Child greets Roosevelt

Four-year-old Carol Levine, a Brooklyn beauty, came up with the first placard of the thousands which are expected to greet the President today. It was homemade, mailed to a suck and read: “Long Live Roosevelt.”

The first Roosevelt speech of the day was at Ebbets Field where some 7,500 persons had gathered well in advance of the President’s arrival as Senator Wagner began his preliminary remarks. The President will speak later today at Hunter College, a WAVE installation, in the Bronx.

Tonight, he will make the third of his formal and avowed nationwide political broadcasts before a Waldorf-Astoria Hotel dinner of the Foreign Policy Association.

Police seem apprehensive

A raw drizzle in the Ebbets Field section of Brooklyn dampened the occasion and the stands blossomed umbrellas by the hundreds.
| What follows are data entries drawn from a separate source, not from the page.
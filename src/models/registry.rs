// SPDX-License-Identifier: AGPL-3.0-or-later
// Copyright (C) 2025 Blackman Artificial Intelligence Technologies Inc.

//! Static registry of supported translation models
//!
//! The table is fixed at compile time. Every entry point validates a model id
//! here before asking the manager for a backend.

use serde::Serialize;

use crate::error::{BabError, Result};

/// Model id used when a caller does not name one
pub const DEFAULT_MODEL_ID: &str = "nllb";

/// Invocation protocol family of a model
#[derive(Debug, Clone, Copy, PartialEq, Eq, Hash, Serialize)]
#[serde(rename_all = "snake_case")]
pub enum ModelFamily {
    /// Encoder-decoder translation (tokenizer + forced-BOS generate)
    Seq2Seq,
    /// Chat-templated text generation
    ChatGeneration,
}

impl ModelFamily {
    pub fn as_str(&self) -> &'static str {
        match self {
            ModelFamily::Seq2Seq => "seq2seq",
            ModelFamily::ChatGeneration => "chat_generation",
        }
    }
}

impl std::fmt::Display for ModelFamily {
    fn fmt(&self, f: &mut std::fmt::Formatter<'_>) -> std::fmt::Result {
        f.write_str(self.as_str())
    }
}

/// Metadata about a translation model
#[derive(Debug, Clone, PartialEq, Eq, Serialize)]
pub struct ModelDescriptor {
    pub model_id: &'static str,
    pub repo_id: &'static str,
    pub display_name: &'static str,
    pub description: &'static str,
    #[serde(rename = "model_type")]
    pub family: ModelFamily,
    pub size_estimate: &'static str,
    pub requires_auth: bool,
}

impl ModelDescriptor {
    /// Directory name under the cache root (`org/name` becomes `org--name`).
    pub fn cache_dir_name(&self) -> String {
        self.repo_id.replace('/', "--")
    }
}

static MODEL_REGISTRY: &[ModelDescriptor] = &[
    ModelDescriptor {
        model_id: "nllb",
        repo_id: "facebook/nllb-200-distilled-600M",
        display_name: "NLLB-200",
        description: "Meta's No Language Left Behind model supporting 200+ languages",
        family: ModelFamily::Seq2Seq,
        size_estimate: "~2.5GB",
        requires_auth: false,
    },
    ModelDescriptor {
        model_id: "translategemma",
        repo_id: "google/translategemma-4b-it",
        display_name: "TranslateGemma",
        description: "Google's lightweight translation model based on Gemma 3",
        family: ModelFamily::ChatGeneration,
        size_estimate: "~8GB",
        requires_auth: true,
    },
];

/// All registered models, in registry order.
pub fn available_models() -> &'static [ModelDescriptor] {
    MODEL_REGISTRY
}

/// Registered model ids, in registry order.
pub fn model_ids() -> impl Iterator<Item = &'static str> {
    MODEL_REGISTRY.iter().map(|m| m.model_id)
}

pub fn is_known_model(model_id: &str) -> bool {
    MODEL_REGISTRY.iter().any(|m| m.model_id == model_id)
}

/// Look up a model's descriptor.
pub fn get_model_info(model_id: &str) -> Result<&'static ModelDescriptor> {
    MODEL_REGISTRY
        .iter()
        .find(|m| m.model_id == model_id)
        .ok_or_else(|| BabError::unknown_model(model_id))
}
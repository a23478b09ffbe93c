// SPDX-License-Identifier: AGPL-3.0-or-later
// Copyright (C) 2025 Blackman Artificial Intelligence Technologies Inc.

//! Saved translations and translation history
//!
//! Both stores share one schema and differ only in table name and file.

use std::path::Path;

use chrono::{SecondsFormat, Utc};
use rusqlite::{params, Connection, OptionalExtension, Row};
use serde::{Deserialize, Serialize};
use uuid::Uuid;

use crate::error::{BabError, Result};

/// A stored translation
#[derive(Debug, Clone, PartialEq, Eq, Serialize, Deserialize)]
pub struct TranslationRecord {
    pub id: String,
    pub source_text: String,
    pub translated_text: String,
    pub source_lang: String,
    pub target_lang: String,
    /// ISO 8601, UTC
    pub timestamp: String,
}

impl TranslationRecord {
    fn from_row(row: &Row<'_>) -> rusqlite::Result<Self> {
        Ok(Self {
            id: row.get(0)?,
            source_text: row.get(1)?,
            translated_text: row.get(2)?,
            source_lang: row.get(3)?,
            target_lang: row.get(4)?,
            timestamp: row.get(5)?,
        })
    }
}

/// Which collection a store holds
#[derive(Debug, Clone, Copy, PartialEq, Eq)]
pub enum RecordKind {
    Saved,
    History,
}

impl RecordKind {
    fn table(&self) -> &'static str {
        match self {
            RecordKind::Saved => "saved_translations",
            RecordKind::History => "history",
        }
    }
}

/// SQLite-backed translation record store
pub struct RecordStore {
    conn: Connection,
    kind: RecordKind,
}

pub type SavedTranslationStore = RecordStore;
pub type HistoryStore = RecordStore;

const COLUMNS: &str = "id, source_text, translated_text, source_lang, target_lang, timestamp";

impl RecordStore {
    /// Open or create a store at `path`, creating parent directories.
    pub fn open<P: AsRef<Path>>(path: P, kind: RecordKind) -> Result<Self> {
        let path = path.as_ref();
        if let Some(parent) = path.parent() {
            std::fs::create_dir_all(parent)?;
        }
        let conn = Connection::open(path).map_err(|e| {
            BabError::Storage(format!("Failed to open {}: {}", path.display(), e))
        })?;
        Self::with_connection(conn, kind)
    }

    pub fn open_in_memory(kind: RecordKind) -> Result<Self> {
        Self::with_connection(Connection::open_in_memory()?, kind)
    }

    fn with_connection(conn: Connection, kind: RecordKind) -> Result<Self> {
        let store = Self { conn, kind };
        store.init_schema()?;
        Ok(store)
    }

    fn init_schema(&self) -> Result<()> {
        let table = self.kind.table();
        self.conn
            .execute(
                &format!(
                    "CREATE TABLE IF NOT EXISTS {table} (
                        id TEXT PRIMARY KEY,
                        source_text TEXT NOT NULL,
                        translated_text TEXT NOT NULL,
                        source_lang TEXT NOT NULL,
                        target_lang TEXT NOT NULL,
                        timestamp TEXT NOT NULL
                    )"
                ),
                [],
            )
            .map_err(|e| BabError::Storage(format!("Failed to create {}: {}", table, e)))?;
        Ok(())
    }

    pub fn kind(&self) -> RecordKind {
        self.kind
    }

    pub fn create(
        &self,
        source_text: &str,
        translated_text: &str,
        source_lang: &str,
        target_lang: &str,
    ) -> Result<TranslationRecord> {
        let record = TranslationRecord {
            id: Uuid::new_v4().to_string(),
            source_text: source_text.to_string(),
            translated_text: translated_text.to_string(),
            source_lang: source_lang.to_string(),
            target_lang: target_lang.to_string(),
            timestamp: Utc::now().to_rfc3339_opts(SecondsFormat::Micros, true),
        };

        self.conn.execute(
            &format!(
                "INSERT INTO {} ({COLUMNS}) VALUES (?1, ?2, ?3, ?4, ?5, ?6)",
                self.kind.table()
            ),
            params![
                record.id,
                record.source_text,
                record.translated_text,
                record.source_lang,
                record.target_lang,
                record.timestamp
            ],
        )?;
        Ok(record)
    }

    /// Record with the same text and language pair, if any.
    pub fn find_by_content(
        &self,
        source_text: &str,
        source_lang: &str,
        target_lang: &str,
    ) -> Result<Option<TranslationRecord>> {
        let record = self
            .conn
            .query_row(
                &format!(
                    "SELECT {COLUMNS} FROM {}
                     WHERE source_text = ?1 AND source_lang = ?2 AND target_lang = ?3",
                    self.kind.table()
                ),
                params![source_text, source_lang, target_lang],
                TranslationRecord::from_row,
            )
            .optional()?;
        Ok(record)
    }

    /// The record with the same text and language pair, created if absent.
    pub fn find_or_create(
        &self,
        source_text: &str,
        translated_text: &str,
        source_lang: &str,
        target_lang: &str,
    ) -> Result<TranslationRecord> {
        if let Some(existing) = self.find_by_content(source_text, source_lang, target_lang)? {
            return Ok(existing);
        }
        self.create(source_text, translated_text, source_lang, target_lang)
    }

    /// All records, newest first.
    pub fn list_all(&self) -> Result<Vec<TranslationRecord>> {
        let mut stmt = self.conn.prepare(&format!(
            "SELECT {COLUMNS} FROM {} ORDER BY timestamp DESC, rowid DESC",
            self.kind.table()
        ))?;
        let records = stmt
            .query_map([], TranslationRecord::from_row)?
            .collect::<rusqlite::Result<Vec<_>>>()?;
        Ok(records)
    }

    /// True if a record was removed.
    pub fn delete(&self, id: &str) -> Result<bool> {
        let removed = self.conn.execute(
            &format!("DELETE FROM {} WHERE id = ?1", self.kind.table()),
            params![id],
        )?;
        Ok(removed > 0)
    }

    /// Remove everything, returning the number of records removed.
    pub fn clear_all(&self) -> Result<usize> {
        let removed = self
            .conn
            .execute(&format!("DELETE FROM {}", self.kind.table()), [])?;
        Ok(removed)
    }
}
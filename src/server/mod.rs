// SPDX-License-Identifier: AGPL-3.0-or-later
// Copyright (C) 2025 Blackman Artificial Intelligence Technologies Inc.

//! HTTP API
//!
//! JSON over axum. Every handler reaches models through the shared
//! [`ModelManager`](crate::manager::ModelManager) in [`AppState`].

pub mod error;
pub mod router;
pub mod routes;
pub mod state;

pub use error::ApiError;
pub use router::create_router;
pub use state::AppState;

use tokio::signal;

use crate::config::ServerConfig;
use crate::error::Result;

/// Bind and serve until Ctrl+C or SIGTERM, then unload every model.
pub async fn serve(state: AppState, config: &ServerConfig) -> Result<()> {
    let app = create_router(state.clone(), &config.cors_origins);

    let addr = format!("{}:{}", config.host, config.port);
    let listener = tokio::net::TcpListener::bind(&addr).await?;
    tracing::info!("Server listening on http://{}", listener.local_addr()?);

    axum::serve(listener, app)
        .with_graceful_shutdown(shutdown_signal())
        .await?;

    state.manager.unload_all().await;
    Ok(())
}

async fn shutdown_signal() {
    let ctrl_c = async {
        if let Err(e) = signal::ctrl_c().await {
            tracing::warn!("Failed to install Ctrl+C handler: {}", e);
            std::future::pending::<()>().await;
        }
    };

    #[cfg(unix)]
    let terminate = async {
        match signal::unix::signal(signal::unix::SignalKind::terminate()) {
            Ok(mut sigterm) => {
                sigterm.recv().await;
            }
            Err(e) => {
                tracing::warn!("Failed to install SIGTERM handler: {}", e);
                std::future::pending::<()>().await;
            }
        }
    };

    #[cfg(not(unix))]
    let terminate = std::future::pending::<()>();

    tokio::select! {
        _ = ctrl_c => tracing::info!("Received Ctrl+C, shutting down"),
        _ = terminate => tracing::info!("Received SIGTERM, shutting down"),
    }
}
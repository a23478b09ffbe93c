// SPDX-License-Identifier: AGPL-3.0-or-later
// Copyright (C) 2025 Blackman Artificial Intelligence Technologies Inc.

use std::io::{self, Write};
use std::sync::Arc;
use std::time::Duration;

use crossterm::{
    style::{Color, ResetColor, SetForegroundColor},
    ExecutableCommand,
};
use indicatif::{ProgressBar, ProgressStyle};

use bab::cli::{PrefsCommands, RecordCommands, ServeArgs, TranslateArgs};
use bab::config::Settings;
use bab::error::{BabError, Result};
use bab::manager::ModelManager;
use bab::models::get_language_codes;
use bab::server::{self, AppState};
use bab::storage::{PreferencesStore, RecordKind, RecordStore, Stores};

const BYTES_PER_MB: f64 = 1024.0 * 1024.0;

pub(super) fn print_success(message: &str) -> Result<()> {
    let mut stdout = io::stdout();
    stdout.execute(SetForegroundColor(Color::Green))?;
    println!("✓ {}", message);
    stdout.execute(ResetColor)?;
    Ok(())
}

/// Red `✗` line on stderr. Colour failures are ignored.
pub(super) fn print_failure(message: &str) {
    let mut stderr = io::stderr();
    let _ = stderr.execute(SetForegroundColor(Color::Red));
    eprintln!("✗ {}", message);
    let _ = stderr.execute(ResetColor);
}

fn print_hint(message: &str) {
    eprintln!("  {}", message);
}

fn spinner(message: String) -> ProgressBar {
    let pb = ProgressBar::new_spinner();
    if let Ok(style) = ProgressStyle::default_spinner().template("{spinner:.green} [{elapsed_precise}] {msg}")
    {
        pb.set_style(style);
    }
    pb.set_message(message);
    pb.enable_steady_tick(Duration::from_millis(100));
    pb
}

fn print_model_header(manager: &ModelManager, model_id: Option<&str>) -> Result<()> {
    let backend = manager.get_backend(model_id)?;
    let info = backend.descriptor();
    println!("Model: {} ({})", info.display_name, info.repo_id);
    println!("Cache directory: {}", backend.cache_dir().display());
    println!("Model path: {}", backend.model_path().display());
    println!();
    Ok(())
}

pub(super) async fn run_download(
    manager: &ModelManager,
    model_id: Option<&str>,
    force: bool,
) -> Result<bool> {
    print_model_header(manager, model_id)?;
    let backend = manager.get_backend(model_id)?;

    if backend.is_downloaded() && !force {
        print_success("Model already downloaded.")?;
        println!("  Use --force to re-download.");
        return Ok(true);
    }

    let info = backend.descriptor();
    let pb = spinner(format!(
        "Downloading {} (this may take a while, {})",
        info.display_name, info.size_estimate
    ));
    let result = backend.download_model(force).await;
    pb.finish_and_clear();

    match result {
        Ok(_) => {
            print_success("Model downloaded successfully!")?;
            Ok(true)
        }
        Err(e) => {
            print_failure(&format!("Download failed: {}", e));
            Ok(false)
        }
    }
}

pub(super) fn run_verify(manager: &ModelManager, model_id: Option<&str>) -> Result<bool> {
    let backend = manager.get_backend(model_id)?;
    println!("Model path: {}", backend.model_path().display());
    println!();

    if !backend.model_path().exists() {
        print_failure("Model directory does not exist.");
        print_hint("Run 'download' command first.");
        return Ok(false);
    }

    let files = backend.verify_model_files();
    for (name, present) in &files {
        println!("  {} {}", if *present { "✓" } else { "✗" }, name);
    }
    println!();

    if files.values().all(|present| *present) {
        print_success("All required files are present.")?;
        Ok(true)
    } else {
        print_failure("Some files are missing.");
        Ok(false)
    }
}

pub(super) fn run_status(manager: &ModelManager, model_id: Option<&str>) -> Result<bool> {
    print_model_header(manager, model_id)?;
    let status = manager.model_status(model_id)?;
    let yes_no = |flag: bool| if flag { "Yes" } else { "No" };

    println!("Downloaded: {}", yes_no(status.is_downloaded));
    println!("Loaded in memory: {}", yes_no(status.is_loaded));
    if status.is_downloaded {
        let bytes = manager.model_size_bytes(model_id)?;
        println!("Total size: {:.1} MB", bytes as f64 / BYTES_PER_MB);
    }
    Ok(true)
}

pub(super) async fn run_load_test(manager: &ModelManager, model_id: Option<&str>) -> Result<bool> {
    let backend = manager.get_backend(model_id)?;
    println!("Testing model load...");
    println!();

    let pb = spinner(format!("Loading {}", backend.descriptor().display_name));
    let result = backend.load_model().await;
    pb.finish_and_clear();

    match result {
        Ok(()) => {
            print_success(&format!("Model loaded: {}", backend.descriptor().display_name))?;
            print_success(&format!("Runtime: {}", manager.runtime_name()))?;
            println!();
            println!("Model is ready for translation!");
            Ok(true)
        }
        Err(e) => {
            print_failure(&format!("Load failed: {}", e));
            Ok(false)
        }
    }
}

pub(super) async fn run_delete(manager: &ModelManager, model_id: Option<&str>) -> Result<bool> {
    let backend = manager.get_backend(model_id)?;
    if !backend.model_path().exists() {
        println!("Model not downloaded, nothing to remove.");
        return Ok(true);
    }

    match backend.delete_model().await {
        Ok(()) => {
            print_success(&format!("Removed {}", backend.model_path().display()))?;
            Ok(true)
        }
        Err(e) => {
            print_failure(&format!("Removal failed: {}", e));
            Ok(false)
        }
    }
}

pub(super) fn run_languages(manager: &ModelManager, model_id: Option<&str>) -> Result<bool> {
    let table = manager.get_language_codes(model_id)?;
    let model_id = model_id.unwrap_or(manager.default_model());
    let sorted = table.sorted();
    let width = sorted.iter().map(|(name, _)| name.len()).max().unwrap_or(0);

    println!("Supported languages for {}:\n", model_id);
    for (name, code) in &sorted {
        println!("  {:<width$}  {}", name, code, width = width);
    }
    println!("\nTotal: {} languages", sorted.len());
    Ok(true)
}

pub(super) async fn run_translate(manager: &ModelManager, args: TranslateArgs) -> Result<bool> {
    let backend = manager.get_backend(args.model.model.as_deref())?;
    let model_id = backend.model_id();
    let table = get_language_codes(model_id)?;

    for (role, code) in [("source", &args.source), ("target", &args.target)] {
        if !table.contains_code(code) {
            print_failure(&format!("Unsupported {} language code: '{}'", role, code));
            print_hint(&format!(
                "Use 'bab languages --model {}' to see supported language codes.",
                model_id
            ));
            return Ok(false);
        }
    }

    if !backend.is_downloaded() {
        print_failure(&BabError::NotDownloaded(model_id.to_string()).to_string());
        print_hint(&format!("Run 'bab download --model {}' first.", model_id));
        return Ok(false);
    }

    match backend.translate(&args.text, &args.source, &args.target).await {
        Ok(translated) => {
            println!("{}", translated);
            record_history(&args.text, &translated, &args.source, &args.target);
            Ok(true)
        }
        Err(e) => {
            print_failure(&format!("Translation failed: {}", e));
            Ok(false)
        }
    }
}

/// Best effort: a history failure never fails the translation.
pub(super) fn record_history(source_text: &str, translated: &str, source: &str, target: &str) {
    let result = RecordStore::open(Settings::history_db_path(), RecordKind::History)
        .and_then(|store| store.find_or_create(source_text, translated, source, target));
    if let Err(e) = result {
        tracing::warn!("Failed to record translation history: {}", e);
    }
}

pub(super) fn run_models(manager: &ModelManager) -> Result<bool> {
    println!("Available models:\n");
    for (i, info) in manager.available_models().iter().enumerate() {
        let status = manager.model_status(Some(info.model_id))?;
        let mark = if status.is_downloaded { "✓" } else { "○" };
        let default = if info.model_id == manager.default_model() {
            " [default]"
        } else {
            ""
        };
        let auth = if info.requires_auth {
            " [requires HF token]"
        } else {
            ""
        };
        println!(
            "  {}. {} {} - {} ({}){}{}",
            i + 1,
            mark,
            info.model_id,
            info.display_name,
            info.size_estimate,
            default,
            auth
        );
        println!("       {}", info.description);
    }
    println!();
    Ok(true)
}

pub(super) async fn run_serve(
    manager: Arc<ModelManager>,
    mut settings: Settings,
    args: ServeArgs,
) -> Result<bool> {
    if let Some(host) = args.host {
        settings.server.host = host;
    }
    if let Some(port) = args.port {
        settings.server.port = port;
    }

    let state = AppState::new(manager, Stores::open_default()?);
    println!(
        "Serving on http://{}:{} (Ctrl+C to stop)",
        settings.server.host, settings.server.port
    );
    io::stdout().flush()?;
    server::serve(state, &settings.server).await?;
    Ok(true)
}

pub(super) fn run_records_command(kind: RecordKind, command: RecordCommands) -> Result<bool> {
    let store = match kind {
        RecordKind::Saved => RecordStore::open(Settings::saved_db_path(), kind)?,
        RecordKind::History => RecordStore::open(Settings::history_db_path(), kind)?,
    };
    let plural = match kind {
        RecordKind::Saved => "saved translations",
        RecordKind::History => "history items",
    };

    match command {
        RecordCommands::List => {
            let records = store.list_all()?;
            if records.is_empty() {
                println!("\nNo {}.\n", plural);
                return Ok(true);
            }
            println!();
            for record in records {
                println!(
                    "  {} | {} | {} → {} | {} → {}",
                    record.id,
                    record.timestamp,
                    record.source_lang,
                    record.target_lang,
                    record.source_text,
                    record.translated_text
                );
            }
            println!();
        }
        RecordCommands::Delete { id } => {
            if !store.delete(&id)? {
                print_failure(&format!("No entry with id '{}'", id));
                return Ok(false);
            }
            print_success("Deleted.")?;
        }
        RecordCommands::Clear => {
            let removed = store.clear_all()?;
            print_success(&format!("Deleted {} {}", removed, plural))?;
        }
    }
    Ok(true)
}

pub(super) fn run_prefs_command(command: PrefsCommands) -> Result<bool> {
    let prefs = PreferencesStore::open(Settings::history_db_path())?;
    match command {
        PrefsCommands::Get { key } => match prefs.get(&key)? {
            Some(value) => println!("{}", value),
            None => {
                print_failure(&format!("Preference '{}' not set", key));
                return Ok(false);
            }
        },
        PrefsCommands::Set { key, value } => {
            prefs.set(&key, &value)?;
            print_success(&format!("{} = {}", key, value))?;
        }
        PrefsCommands::Delete { key } => {
            if !prefs.delete(&key)? {
                print_failure(&format!("Preference '{}' not set", key));
                return Ok(false);
            }
            print_success(&format!("Removed {}", key))?;
        }
    }
    Ok(true)
}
The area of the Navy Yard was cleared of all spectators before the President’s appearance. Police and others responsible seemed apprehensive.

The President’s battered old campaign fedora, a veteran of 1932, came into view early as the procession got underway.

Municipal politicos alternated in the open car with Mr. Roosevelt. But he had one constant companion – Fala, the White House dog. There were two secret service men on each side of the car, assigned to the running boards for an anxious four-hour tour of duty. Military bands – one of them powered by WACs – sent the party away from the Army depot with a blare of sound.

Bad weather cuts crowds

Mr. Roosevelt was 23 minutes behind schedule when he reached Ebbets Field at 10:58 a.m. Bad weather had cut the crowds on the early laps. But there were cheers, banners and shouts from windows and from the curbs. The sidewalk crowds were in knots of 500 here and 1,000 there, concentrated largely where the President was expected to make brief stops.

It was a colorful procession. City and national flags and the President’s own standard flew from the handlebars of the 50-motorcycle escort. Each time the motorcade slowed a dozen Secret Service men loped up alongside the presidential car to screen its flanks.

Rain fell steadily as the procession rolled at 30 miles an hour into the downtown section of Brooklyn.

The President and his wife smiled and nodded to the crowds, Mr. Roosevelt giving from time to time with a two-hand, overhead gesture or with a wave of the old hat acknowledgement. Women observed that Mrs. Roosevelt wore a dark red, fur-collared coat and a felt hat. Crowds stood three-deep along downtown Brooklyn curbs.

There was a buzz of curbside comment as the President passed by. “He looks swell” was a frequent judgement, and there was comment that in the long procession of cars only one top was down – the President’s.


Rail union paid Flynn $25,000, Dewey claims

Fee is for pay boost Roosevelt granted
By Kermit McFarland

Governor Thomas E. Dewey, the Republican candidate for President, came to Pittsburgh last night to charge that Edward J. Flynn, friend of President Roosevelt and third-term Democratic National Chairman, received a $25,000 legal fee for representing the railroad brotherhoods when Mr. Roosevelt granted them a wage increase of eight cents an hour.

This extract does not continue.